Dataset entries:
────
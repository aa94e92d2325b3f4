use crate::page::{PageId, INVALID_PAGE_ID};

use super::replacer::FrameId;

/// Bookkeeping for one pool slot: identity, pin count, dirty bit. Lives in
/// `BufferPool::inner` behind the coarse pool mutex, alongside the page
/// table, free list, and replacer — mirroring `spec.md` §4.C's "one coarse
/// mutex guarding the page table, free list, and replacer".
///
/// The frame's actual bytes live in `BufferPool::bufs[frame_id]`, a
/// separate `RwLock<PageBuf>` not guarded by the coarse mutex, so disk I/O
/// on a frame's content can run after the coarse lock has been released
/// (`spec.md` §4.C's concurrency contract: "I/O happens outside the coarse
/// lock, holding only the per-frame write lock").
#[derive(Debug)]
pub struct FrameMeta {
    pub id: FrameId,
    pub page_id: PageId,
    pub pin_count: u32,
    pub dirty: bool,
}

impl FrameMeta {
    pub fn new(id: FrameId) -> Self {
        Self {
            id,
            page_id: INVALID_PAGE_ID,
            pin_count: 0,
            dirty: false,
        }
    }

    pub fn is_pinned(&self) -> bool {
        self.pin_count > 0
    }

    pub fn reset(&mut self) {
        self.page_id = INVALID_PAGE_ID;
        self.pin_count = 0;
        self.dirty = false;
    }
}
────
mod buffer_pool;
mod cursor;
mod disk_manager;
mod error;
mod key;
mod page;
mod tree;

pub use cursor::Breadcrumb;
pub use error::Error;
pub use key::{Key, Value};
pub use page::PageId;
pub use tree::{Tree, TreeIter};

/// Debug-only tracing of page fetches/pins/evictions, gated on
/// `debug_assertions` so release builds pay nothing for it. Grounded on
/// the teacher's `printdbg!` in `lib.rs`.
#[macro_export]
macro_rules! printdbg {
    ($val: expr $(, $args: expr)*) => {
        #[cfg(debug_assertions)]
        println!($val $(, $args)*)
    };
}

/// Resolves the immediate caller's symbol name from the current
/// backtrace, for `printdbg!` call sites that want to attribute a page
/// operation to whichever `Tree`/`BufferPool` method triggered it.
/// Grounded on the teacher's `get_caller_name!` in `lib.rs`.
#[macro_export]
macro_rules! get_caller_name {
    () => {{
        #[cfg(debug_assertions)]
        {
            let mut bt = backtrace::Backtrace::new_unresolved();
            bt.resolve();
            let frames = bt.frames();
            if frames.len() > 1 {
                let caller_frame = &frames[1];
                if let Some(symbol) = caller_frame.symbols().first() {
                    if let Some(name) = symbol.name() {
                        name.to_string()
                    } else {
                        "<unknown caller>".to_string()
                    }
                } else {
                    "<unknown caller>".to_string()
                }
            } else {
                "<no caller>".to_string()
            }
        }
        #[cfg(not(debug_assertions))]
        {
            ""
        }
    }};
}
────
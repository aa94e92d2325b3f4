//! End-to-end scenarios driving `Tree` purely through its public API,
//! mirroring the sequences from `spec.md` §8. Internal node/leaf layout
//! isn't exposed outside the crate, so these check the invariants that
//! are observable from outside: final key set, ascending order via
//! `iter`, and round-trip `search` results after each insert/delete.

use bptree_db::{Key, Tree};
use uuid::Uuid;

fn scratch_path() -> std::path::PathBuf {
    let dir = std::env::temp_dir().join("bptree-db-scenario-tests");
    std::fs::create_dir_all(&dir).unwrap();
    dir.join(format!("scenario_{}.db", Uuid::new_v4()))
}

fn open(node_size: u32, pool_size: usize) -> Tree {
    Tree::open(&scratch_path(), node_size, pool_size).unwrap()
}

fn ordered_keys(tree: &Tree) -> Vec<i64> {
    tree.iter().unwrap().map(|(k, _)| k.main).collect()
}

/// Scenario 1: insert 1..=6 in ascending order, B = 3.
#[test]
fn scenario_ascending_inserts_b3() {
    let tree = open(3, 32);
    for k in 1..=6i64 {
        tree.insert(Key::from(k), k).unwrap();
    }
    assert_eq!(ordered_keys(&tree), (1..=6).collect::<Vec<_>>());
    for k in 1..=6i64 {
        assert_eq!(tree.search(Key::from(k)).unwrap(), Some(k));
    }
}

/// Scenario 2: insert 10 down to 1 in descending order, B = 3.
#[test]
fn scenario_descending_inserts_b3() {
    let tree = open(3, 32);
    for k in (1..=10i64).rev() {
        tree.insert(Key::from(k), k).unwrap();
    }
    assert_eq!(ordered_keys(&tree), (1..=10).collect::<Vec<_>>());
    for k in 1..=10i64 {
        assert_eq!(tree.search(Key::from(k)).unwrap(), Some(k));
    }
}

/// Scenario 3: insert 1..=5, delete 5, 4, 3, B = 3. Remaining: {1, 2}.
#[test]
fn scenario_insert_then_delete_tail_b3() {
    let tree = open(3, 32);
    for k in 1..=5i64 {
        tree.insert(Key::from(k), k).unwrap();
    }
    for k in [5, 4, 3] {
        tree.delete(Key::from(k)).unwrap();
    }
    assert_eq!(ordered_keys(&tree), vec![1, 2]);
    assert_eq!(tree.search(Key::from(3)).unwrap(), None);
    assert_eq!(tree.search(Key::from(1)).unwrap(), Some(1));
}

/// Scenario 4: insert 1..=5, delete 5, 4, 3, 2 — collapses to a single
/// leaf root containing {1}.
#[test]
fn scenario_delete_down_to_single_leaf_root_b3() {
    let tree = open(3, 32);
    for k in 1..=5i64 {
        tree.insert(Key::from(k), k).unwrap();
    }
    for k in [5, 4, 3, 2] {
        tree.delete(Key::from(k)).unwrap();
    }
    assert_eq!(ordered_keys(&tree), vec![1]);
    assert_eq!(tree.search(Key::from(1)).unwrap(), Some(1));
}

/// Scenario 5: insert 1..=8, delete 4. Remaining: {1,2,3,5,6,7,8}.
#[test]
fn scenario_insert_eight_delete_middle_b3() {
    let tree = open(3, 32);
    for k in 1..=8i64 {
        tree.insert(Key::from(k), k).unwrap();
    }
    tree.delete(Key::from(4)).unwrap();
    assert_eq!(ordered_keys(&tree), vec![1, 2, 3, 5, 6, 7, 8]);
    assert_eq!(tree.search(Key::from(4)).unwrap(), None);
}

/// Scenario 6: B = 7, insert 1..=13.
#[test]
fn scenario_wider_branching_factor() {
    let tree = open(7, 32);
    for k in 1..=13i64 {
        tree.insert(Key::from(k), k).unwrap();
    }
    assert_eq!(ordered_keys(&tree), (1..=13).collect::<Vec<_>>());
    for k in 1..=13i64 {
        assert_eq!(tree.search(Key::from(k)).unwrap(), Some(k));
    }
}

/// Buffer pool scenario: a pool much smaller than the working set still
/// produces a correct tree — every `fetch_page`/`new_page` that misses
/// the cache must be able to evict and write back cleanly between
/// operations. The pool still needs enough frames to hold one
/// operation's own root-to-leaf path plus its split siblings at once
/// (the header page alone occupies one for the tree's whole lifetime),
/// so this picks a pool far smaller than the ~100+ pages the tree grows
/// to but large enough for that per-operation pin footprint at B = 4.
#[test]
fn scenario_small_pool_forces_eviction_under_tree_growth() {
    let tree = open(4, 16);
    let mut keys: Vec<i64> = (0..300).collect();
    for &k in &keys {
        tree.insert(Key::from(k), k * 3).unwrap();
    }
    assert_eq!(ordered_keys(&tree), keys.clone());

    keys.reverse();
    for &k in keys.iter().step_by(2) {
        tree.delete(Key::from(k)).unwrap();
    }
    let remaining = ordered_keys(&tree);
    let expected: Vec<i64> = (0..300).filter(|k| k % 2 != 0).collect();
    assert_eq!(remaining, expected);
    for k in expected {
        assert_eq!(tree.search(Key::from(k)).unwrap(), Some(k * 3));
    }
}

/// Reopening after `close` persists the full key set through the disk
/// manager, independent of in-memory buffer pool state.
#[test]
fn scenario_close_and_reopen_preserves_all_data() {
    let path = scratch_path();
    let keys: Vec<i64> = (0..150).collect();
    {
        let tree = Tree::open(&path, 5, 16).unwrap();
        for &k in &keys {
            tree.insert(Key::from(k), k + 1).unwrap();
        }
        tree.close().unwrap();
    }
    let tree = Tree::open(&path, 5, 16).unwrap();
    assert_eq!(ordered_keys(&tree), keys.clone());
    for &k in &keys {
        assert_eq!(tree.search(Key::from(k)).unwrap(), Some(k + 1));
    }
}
────
_WORK REQUEST_
Filter the data, keeping only the lines that contain "symbol".

_RESULT BELOW_
/// Resolves the immediate caller's symbol name from the current
                if let Some(symbol) = caller_frame.symbols().first() {
                    if let Some(name) = symbol.name() {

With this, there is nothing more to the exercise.